What needs to be done: Narrow the data below down to the lines containing "PrintRequested".

(Records from a dataset)
+ + +
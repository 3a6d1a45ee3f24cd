//! Runtime token parser.
//!
//! Parsing is a single forward scan followed by verification. Problems found
//! during the scan are deferred so that a help or version request anywhere
//! on the line still wins; only the first deferred problem is reported.
//!
//! # Examples
//!
//! ```
//! use argspec_core::*;
//!
//! let spec = Spec::program("tool", "1.0")
//!     .with_help(SpecialEntry::new("help").with_abbreviation('h'))
//!     .with_option(OptionSpec::with_payload("name", 2, "s", Primitive::Any).require(1));
//! let config = validate(&spec).unwrap();
//!
//! // Help wins over the missing payload of --name.
//! let outcome = Parser::new(&config).parse(&["-h", "--name"]).unwrap();
//! assert!(matches!(outcome, Outcome::Print(_)));
//!
//! let error = parse(&config, &["--name"]).unwrap_err();
//! assert_eq!(error.to_string(), "Value [s] missing for optional argument [name].");
//! ```

use std::collections::{BTreeMap, BTreeSet};

use tracing::{debug, trace};

use crate::error::ParseError;
use crate::help::{self, capitalize, Formatter, TextFormatter, DEFAULT_LINE_WIDTH};
use crate::parsed::{Outcome, Parsed, PrintKind, PrintRequested};
use crate::tree::{NodeId, ValidEndpoint, ValidatedConfig};
use crate::{Primitive, Type, Value};

static TEXT_FORMATTER: TextFormatter = TextFormatter;

/// Parses tokens against a [`ValidatedConfig`].
///
/// Holds only settings; every call to [`parse`](Parser::parse) starts from
/// a clean state.
pub struct Parser<'c, 'a> {
    config: &'c ValidatedConfig<'a>,
    formatter: &'c dyn Formatter,
    width: usize,
    program: String,
}
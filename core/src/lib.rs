//! Declarative command-line argument specifications.
//!
//! This crate turns a tree-shaped description of a command line into a
//! parser:
//!
//! - [`Spec`]: root of a specification (program or menu), holding global
//!   options, groups or positional arguments, and information blocks.
//! - [`GroupSpec`]: a selectable sub-command with its own options, nested
//!   groups or positional endpoints.
//! - [`OptionSpec`]: a flag or an option carrying a typed payload.
//! - [`EndpointSpec`] / [`PositionalSpec`]: positional argument lists,
//!   disambiguated by how many positionals were supplied.
//!
//! [`validate`] checks a specification once and produces a
//! [`ValidatedConfig`]; [`Parser`] (or [`parse`] / [`parse_args`]) turns
//! tokens into a [`Parsed`] result or a request to print help or version
//! text. Help pages are rendered by a [`Formatter`], [`TextFormatter`] by
//! default.
//!
//! # Example
//!
//! ```
//! use argspec_core::*;
//!
//! let spec = Spec::program("notes", "0.3")
//!     .with_help(SpecialEntry::new("help").with_abbreviation('h'))
//!     .with_option(OptionSpec::flag("verbose", 1).with_abbreviation('v'))
//!     .with_group(
//!         GroupSpec::new("add", 10)
//!             .with_option(OptionSpec::with_payload("tag", 2, "name", Primitive::Any).require_range(0, 0))
//!             .with_positional(PositionalSpec::new("text", Primitive::Any)),
//!     )
//!     .with_group(GroupSpec::new("list", 11));
//!
//! let config = validate(&spec).unwrap();
//! let parsed = parse(&config, &["-v", "add", "--tag=work", "--tag", "home", "call bob"])
//!     .unwrap()
//!     .into_parsed()
//!     .unwrap();
//!
//! assert!(parsed.flag(1));
//! assert_eq!(parsed.group(), Some(10));
//! assert_eq!(parsed.options(2).len(), 2);
//! assert_eq!(parsed.positional(0).unwrap().str().unwrap(), "call bob");
//! ```

mod error;
mod help;
mod links;
mod parsed;
mod parser;
mod tree;
mod types;
mod validate;
mod value;

pub use error::{ConfigError, Error, ParseError, Result, TypeMismatch};
pub use help::{
    DEFAULT_LINE_WIDTH, DESCRIPTION_COLUMN, Formatter, TextFormatter, help_hint, program_name,
};
pub use parsed::{Outcome, Parsed, PrintKind, PrintRequested};
pub use parser::{Parser, parse, parse_args};
pub use tree::{NodeId, ValidEndpoint, ValidInformation, ValidNode, ValidOption, ValidatedConfig};
pub use types::*;
pub use validate::validate;
pub use value::{EnumEntry, Primitive, Type, Value};
impl HelpPage<'_, '_> {
    fn usage(&mut self, program: &str) {
        let config = self.config;
        let node = config.node(self.node);

        let mut prefix = Vec::new();
        for id in config.lineage(self.node) {
            if let Some(name) = config.node(id).name() {
                prefix.push(name.to_string());
            }
        }
        if node.is_incomplete() {
            prefix.push(format!("[{}]", node.label));
        }

        let mut optional = false;
        for option in visible_options(config, self.node) {
            if option.minimum_actual == 0 {
                optional = true;
            } else if let Some(payload) = &option.spec.payload {
                prefix.push(format!("--{}=<{}>", option.spec.name, payload.name));
            }
        }
        if optional {
            prefix.push("[options...]".to_string());
        }

        let mut lines: Vec<Vec<String>> = Vec::new();
        if node.is_incomplete() {
            if node.nested_positionals {
                lines.push(vec!["[params...]".to_string()]);
            }
        } else {
            lines.extend(node.endpoints.iter().map(usage_positionals));
        }
        if lines.is_empty() {
            lines.push(Vec::new());
        }

        for positionals in lines {
            self.out.new_line(false);
            if config.is_menu() {
                self.out.token("Input>");
            } else {
                self.out.token("Usage:");
                self.out.spaced_token(program);
            }
            for token in prefix.iter().chain(&positionals) {
                self.out.spaced_token(token);
            }
        }
    }

    fn descriptions(&mut self) {
        let config = self.config;
        let program = config.spec.description.get(self.reduced);
        if !program.is_empty() {
            self.out.new_line(true);
            self.out.text(program, 4, 0);
        }

        for id in config.lineage(self.node) {
            let node = config.node(id);
            let (Some(group), Some(parent)) = (node.group, node.parent) else {
                continue;
            };
            let description = group.description.get(self.reduced);
            if description.is_empty() {
                continue;
            }
            self.out.new_line(true);
            let label = capitalize(&config.node(parent).label);
            self.out.text(&format!("{label}: {}", group.name), 0, 0);
            self.out.text(description, 4, 0);
        }
    }

    fn groups_or_positionals(&mut self) {
        let config = self.config;
        let node = config.node(self.node);

        if node.is_incomplete() {
            self.out.new_line(true);
            self.out
                .text(&format!("Options for [{}]:", node.label), 0, 0);
            for &child in node.by_name.values() {
                let Some(group) = config.node(child).group.filter(|group| !group.hidden) else {
                    continue;
                };
                self.out.new_line(false);
                let left = match group.abbreviation {
                    Some(c) => format!("  {}, {c}", group.name),
                    None => format!("  {}", group.name),
                };
                self.out.text(&left, 0, 0);
                self.out
                    .text(group.description.get(self.reduced), DESCRIPTION_COLUMN, 1);
            }
            return;
        }

        let header = match (node.parent, node.name()) {
            (Some(parent), Some(name)) => format!(
                "Positional Arguments for {} [{name}]:",
                config.node(parent).label
            ),
            _ => "Positional Arguments:".to_string(),
        };
        for endpoint in node.endpoints.iter().filter(|e| !e.positionals.is_empty()) {
            self.out.new_line(true);
            self.out.text(&header, 0, 0);
            if let Some(description) = endpoint.description.filter(|d| !d.is_empty()) {
                self.out.text(description.get(self.reduced), 4, 0);
            }
            self.endpoint(endpoint);
        }
    }

    fn endpoint(&mut self, endpoint: &ValidEndpoint<'_>) {
        let count = endpoint.positionals.len();
        for (i, positional) in endpoint.positionals.iter().enumerate() {
            self.out.new_line(false);
            self.out.text(
                &format!("  {}{}", positional.name, type_tag(&positional.ty)),
                0,
                0,
            );

            let mut description = positional.description.get(self.reduced).to_string();
            let repeats = endpoint.maximum.is_none_or(|max| i + 1 < max);
            if i + 1 == count && repeats {
                let maximum = endpoint.maximum.map_or(0, |max| max - i);
                description.push_str(&limits(endpoint.minimum_actual.saturating_sub(i), maximum));
            }
            self.out.text(&description, DESCRIPTION_COLUMN, 1);

            self.enum_entries(&positional.ty);
            if let Some(default) = &endpoint.defaults[i] {
                self.defaults(std::slice::from_ref(default), &positional.ty);
            }
        }
    }

    fn options(&mut self, required: bool) {
        let config = self.config;
        let node = config.node(self.node);
        let options: Vec<_> = visible_options(config, self.node)
            .filter(|option| (option.minimum_actual > 0) == required)
            .collect();
        if options.is_empty() {
            return;
        }

        self.out.new_line(true);
        self.out.text(
            if required {
                "Required arguments:"
            } else {
                "Optional arguments:"
            },
            0,
            0,
        );

        for option in options {
            let spec = option.spec;
            self.out.new_line(false);

            let mut left = String::from("  ");
            if let Some(c) = spec.abbreviation {
                left.push_str(&format!("-{c}, "));
            }
            left.push_str(&format!("--{}", spec.name));
            if let Some(payload) = &spec.payload {
                left.push_str(&format!("=<{}>{}", payload.name, type_tag(&payload.ty)));
            }
            self.out.text(&left, 0, 0);

            let mut description = spec.description.get(self.reduced).to_string();
            // Options reserved for some of the groups still to be selected.
            let below = !option
                .users
                .iter()
                .any(|&user| config.check_parent(user, self.node));
            if below && node.is_incomplete() {
                let users: Vec<&str> = node
                    .by_name
                    .iter()
                    .filter(|(_, child)| option.users.iter().any(|&u| config.check_parent(**child, u)))
                    .map(|(name, _)| *name)
                    .collect();
                description.push_str(&format!(" (Used for: {})", users.join("|")));
            }
            if option.minimum_actual != 1 || option.maximum != Some(1) {
                let maximum = option.maximum.filter(|&max| max > 1).unwrap_or(0);
                description.push_str(&limits(option.minimum_actual, maximum));
            }
            self.out.text(&description, DESCRIPTION_COLUMN, 1);

            if let Some(payload) = &spec.payload {
                self.enum_entries(&payload.ty);
                if !option.defaults.is_empty() {
                    self.defaults(&option.defaults, &payload.ty);
                }
            }
        }
    }

    fn information(&mut self) {
        let config = self.config;
        for &index in &config.node(self.node).information {
            let information = config.information[index].spec;
            self.out.new_line(true);
            self.out.text(&information.name, 0, 0);
            self.out
                .text(information.text.get(self.reduced), DESCRIPTION_COLUMN, 0);
        }
    }

    fn enum_entries(&mut self, ty: &Type) {
        let Type::Enum(entries) = ty else {
            return;
        };
        for entry in entries {
            self.out.new_line(false);
            self.out.text(
                &format!("- [{}]: {}", entry.name, entry.description.get(self.reduced)),
                DESCRIPTION_COLUMN,
                0,
            );
        }
    }

    fn defaults(&mut self, values: &[Value], ty: &Type) {
        let rendered: Vec<String> = values
            .iter()
            .map(|value| match (value, ty) {
                (Value::Enum(id), Type::Enum(entries)) => entries
                    .iter()
                    .find(|entry| entry.id == *id)
                    .map_or_else(|| value.to_string(), |entry| entry.name.clone()),
                _ => value.to_string(),
            })
            .map(|value| format!("[{value}]"))
            .collect();
        self.out.new_line(false);
        self.out.text(
            &format!("Defaults to: ({})", rendered.join(", ")),
            DESCRIPTION_COLUMN,
            0,
        );
    }
}

/// Usable, non-hidden options in name order.
fn visible_options<'r, 'a>(
    config: &'r ValidatedConfig<'a>,
    node: NodeId,
) -> impl Iterator<Item = &'r ValidOption<'a>> {
    config
        .option_names
        .values()
        .map(|&index| &config.options[index])
        .filter(move |option| !option.hidden && config.is_usable(option, node))
}

fn usage_positionals(endpoint: &ValidEndpoint<'_>) -> Vec<String> {
    let count = endpoint.positionals.len();
    endpoint
        .positionals
        .iter()
        .enumerate()
        .map(|(i, positional)| {
            let mut token = positional.name.clone();
            if i + 1 == count && endpoint.maximum.is_none_or(|max| i + 1 < max) {
                token.push_str("...");
            }
            if i >= endpoint.minimum_actual {
                token = format!("[{token}]");
            }
            token
        })
        .collect()
}

fn type_tag(ty: &Type) -> String {
    match ty.tag() {
        "any" => String::new(),
        tag => format!(" [{tag}]"),
    }
}

/// ` [2x]`, ` [1 <= _ <= 3]`, ` [>= 1]`, ` [<= 3]` or empty; 0 means none.
fn limits(minimum: usize, maximum: usize) -> String {
    match (minimum, maximum) {
        (0, 0) => String::new(),
        (min, max) if min > 0 && max > 0 && min == max => format!(" [{min}x]"),
        (min, max) if min > 0 && max > 0 => format!(" [{min} <= _ <= {max}]"),
        (min, 0) => format!(" [>= {min}]"),
        (_, max) => format!(" [<= {max}]"),
    }
}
+ + +
Output for this exercise:
use crate::parsed::{Outcome, Parsed, PrintKind, PrintRequested};
pub use parsed::{Outcome, Parsed, PrintKind, PrintRequested};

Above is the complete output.